I recently struggled with the concept of letting go of yoga pose
This past summer, I was finally FINALLY able to bind in Titibasana (a second series posture.) I even got it on video as proof (for like a split second.)

Not exactly right after getting this bind, but pretty soon afterward, my hip started bothering me. Like, legit, I would stand up and it would take several moments for me to be able to walk, with a few times the leg not even able to support my weight. Talk about scary!
Here I was FINALLY FINALLY getting somewhere (so I thought) with my yoga practice and BAM, I do something and somehow I hurt.
For the record, I never hurt in my yoga practice, and I’m pretty sure I did this outside of the practice but that’s another story.
However, It was almost 6 months of new serious forward folds before I gingerly–just gingerly tried to pick up my leg and get it somewhat, maybe a little, close to the side of my body. We’ll call it a baby leg behind the head.

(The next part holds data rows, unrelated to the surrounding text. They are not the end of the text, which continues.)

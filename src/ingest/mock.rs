//! Mock frame source: repeats a fixed synthetic frame at a steady rate, so
//! the rest of the application can run without a camera on the network.

use std::sync::atomic::{AtomicBool, Ordering};
use std::sync::Arc;
use std::thread;
use std::time::Duration;

use crate::sink::{DecodedImage, ImageSink};
use crate::stats::StreamStats;

use super::StreamWorker;

/// Configuration for the mock source.
#[derive(Clone, Debug)]
pub struct MockConfig {
    pub width: u32,
    pub height: u32,
    /// Delivery rate (frames per second).
    pub target_fps: u32,
}

impl Default for MockConfig {
    fn default() -> Self {
        Self {
            width: 640,
            height: 480,
            target_fps: 30,
        }
    }
}

/// Mock frame source.
pub struct MockSource {
    config: MockConfig,
    sink: Arc<dyn ImageSink>,
    running: Arc<AtomicBool>,
    stats: Arc<StreamStats>,
}

impl MockSource {
    pub fn new(config: MockConfig, sink: Arc<dyn ImageSink>) -> Self {
        Self {
            config,
            sink,
            running: Arc::new(AtomicBool::new(true)),
            stats: Arc::new(StreamStats::default()),
        }
    }

    /// Move the delivery loop onto its worker thread.
    pub fn spawn(self) -> StreamWorker {
        let running = Arc::clone(&self.running);
        let stats = Arc::clone(&self.stats);
        let handle = thread::spawn(move || self.run());
        StreamWorker::new(running, stats, handle)
    }

    fn run(self) {
        log::info!(
            "mock source started ({}x{} at {} fps)",
            self.config.width,
            self.config.height,
            self.config.target_fps
        );

        let frame = self.synthetic_frame();
        let interval = frame_interval(self.config.target_fps);

        while self.running.load(Ordering::Relaxed) {
            self.stats.record_decoded();
            self.sink.accept(frame.clone());
            thread::sleep(interval);
        }

        log::info!("mock source stopped");
    }

    /// Fixed test-card gradient; stands in for the packaged mock image.
    fn synthetic_frame(&self) -> DecodedImage {
        let (width, height) = (self.config.width, self.config.height);
        let mut pixels = vec![0u8; (width * height * 3) as usize];
        for y in 0..height {
            for x in 0..width {
                let i = ((y * width + x) * 3) as usize;
                pixels[i] = (x * 255 / width.max(1)) as u8;
                pixels[i + 1] = (y * 255 / height.max(1)) as u8;
                pixels[i + 2] = 96;
            }
        }
        DecodedImage::from_raw(pixels, width, height)
    }
}

fn frame_interval(target_fps: u32) -> Duration {
    if target_fps == 0 {
        Duration::from_millis(0)
    } else {
        Duration::from_millis((1000 / target_fps).max(1) as u64)
    }
}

It didn’t hurt! I didn’t push it, but waited until the next day to see if my hip bothered me, and it didn’t! WHOOP WHOOP!
It’s been about 2 weeks now and I’ve been slowly incorporating more deep forward bends into my practice and just waiting and seeing. I still feel pain in my hip if I sit for any length of time, but the pain from walking and constant pain is gone. If I have ANY pain at all in a day, I skip the deep forward bends (which seem to exacerbate things.) I’m super happy to report, I have done my Dwipada sirsasana a few times without pain the next day, so hopefully that pose is still in my arsenal.
(yay!)
The thing is, I have to be ok with it never ever being in my arsenal again. Ever. Period.
If the pose doesn’t serve me anymore, I don’t need the pose. Neither do you.
This is stinking HARD to fess up to.
However, it’s something that can translate deeper than just a yoga pose. If something doesn’t serve you, if it causes more harm than good, then perhaps it’s time to evaluate the position of that posture (or whatever) in your life. Yes, it may be upsetting when you initially let go of the posture (or whatever). The hope is, however, that you are better off without it, or whatever was wrong gets fixed and when you can bring that posture back into the game, you’re gonna be even better!
How cool is that?!?!
Join me today in taking a moment to be “ok” with letting go of that which does not serve us….including and especially yoga poses. Let’s agree to let some stuff go and see how much better we get! Maybe it’ll come back, maybe it won’t. Regardless, you will be better off!